Je rappelle à ceux qui semblent l'oublier, que nous sommes dans un processus démocratique en construction. Ceci impose un réalisme qui commande d'ajouter une dose de démocratie participative à la démocratie représentative symbolisée par le Parlement dont la légitimé n'est encore que formelle.
En conséquence, ce serait une erreur et même une faute aux conséquences graves que de soumettre les propositions du CARI directement à l'approbation du Parlement sans une consultation du corps social et politique qu'aucun reférendum ne saurais remplacer.

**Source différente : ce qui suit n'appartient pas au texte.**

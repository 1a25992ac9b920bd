/// Database Module
///
/// Native client layer of bgsql. Worker threads drive these synchronous
/// clients; nothing here knows about pools or operations.
///
/// ## Architecture
///
/// - **Driver traits** (`driver.rs`): `Driver`, `NativeHandle` and `ResultSet`, the seam to a native client
/// - **Rows** (`row.rs`): row values and their text/JSON serialization
/// - **SQLite** (`sqlite.rs`): rusqlite-backed driver
/// - **MySQL** (`mysql.rs`, `mysql` feature): blocking MySQL client driver
pub mod driver;
pub mod row;
pub mod sqlite;

#[cfg(feature = "mysql")]
pub mod mysql;

pub use driver::*;
pub use row::*;
pub use sqlite::*;

#[cfg(feature = "mysql")]
pub use self::mysql::MySqlDriver;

Enfin le projet de revision proposé touche à plusieurs aspects importants de la Constitution de 1992 sans que les raisons des choix faits ne soient explicitées. L'écriture ou la réécriture d'une Constitution n'est qu'une mise en forme juridique d'un agenda politique. il n' y a eu aucun débat sur l'agenda politique qui commande le projet de revision proposé.
2. Sur le fond :
Plusieurs spécialistes du droit constitutionnel ont pris la parole ou ont écrit en mettant le doigt sur les faiblesses et mêmes les incohérences de la plupart des propositions des experts du CARI, qui revèlent le vrai agenda comme par exemple :
- le fait de ne pas assumer l'hyper présidentialisme proposé qui fait de notre Président de la République un véritable monarque irresponsable. Même notre légendaire Soundiata Keita était entouré, au delà des valeurs éthiques et morales qu'il s'imposait, de contre-pouvoirs qui fonctionnaient dans l'Empire du Mali. Le Président de la République que les experts du CARI sera le maitre absolu de l'exécutif, du judiciaire, des élections et de l'audiovisuel en plus des pouvoirs exorbitants qu'il a déjà ;
- le fait d'enlever toute dignité à la fonction de Premier Ministre Chef de Gouvernement en faisant de lui un soldat au ordre à qui il est demandé d'engager sa responsabilité sur un programme qu'il n'a pas défini ;
- le fait d'affaiblir les députés, qui par leur nombre reflètent quoi qu'on pense les opinions plurielles de notre nation. L'assemblée nationale est affaiblie dans sa capacité à déterminer l'ordre du jour de ses sessions. La proposition d'une seconde chambre porte le risque d'alourdir le travail parlementaire sans qu'aucune proposition de simplification ne l'accompagne ;
- le fait de vouloir nous ramener au centralisme administratif en proposant sans autre forme de procès la suppression du Haut Conseil des Collectivités, une des rares innovations que le constituant de 1992 a réussi a arraché aux "gardiens du temple colonial" et l'érection à sa place d'un Sénat dont personne ne connait encore aujourd'hui ni les pouvoirs, ni la composition
- le fait de proposer une possibilité de caporalisation de la haute administration publique en permettant à certaines catégories de hauts fonctionnaires de militer dans des partis politiques
- le fait de permettre une possibilité de modification de la Constitution, sans passer par un référendum, pour une question aussi importante que le verrouillage du mandat présidentiel
3. Une occasion ratée :
Comme je l'ai mentionné lors de mon écoute par les membres de la commission d'experts du CARI tout renforcement de la démocratie dans notre pays doit passer par :
- un meilleur équilibre dans la répartition des pouvoirs qui doit renforcer et autonomiser le Parlement
- l'officialisation de nos langues nationales
- la reconnaissance et la cohabitation de toutes les légitimités qui impliquent une meilleure prise en compte des légitimités communautaires
- la promotion du partage et du consensus comme modalite d'exercice et de décision publique
- la décentralisation volontariste de la gestion publique
4. En conclusion, la Constitution ne deviendra le support d'un contrat social que si elle formalise un consensus de l'ensemble de la nation malienne sur :
- les principes et les valeurs qui fondent le contrat
- les types de pouvoirs qu'il faut pour concrétiser le contrat
- la nature et le contenu de chacun de ces pouvoirs
- et l'organisation de leurs rapports.
Ce qui est loin d'être le cas encore. Un référendum avant une large consultation du corps politique et social sur les propositions ne fera qu'affaiblir encore plus les institutions, donc la République et ses institutions.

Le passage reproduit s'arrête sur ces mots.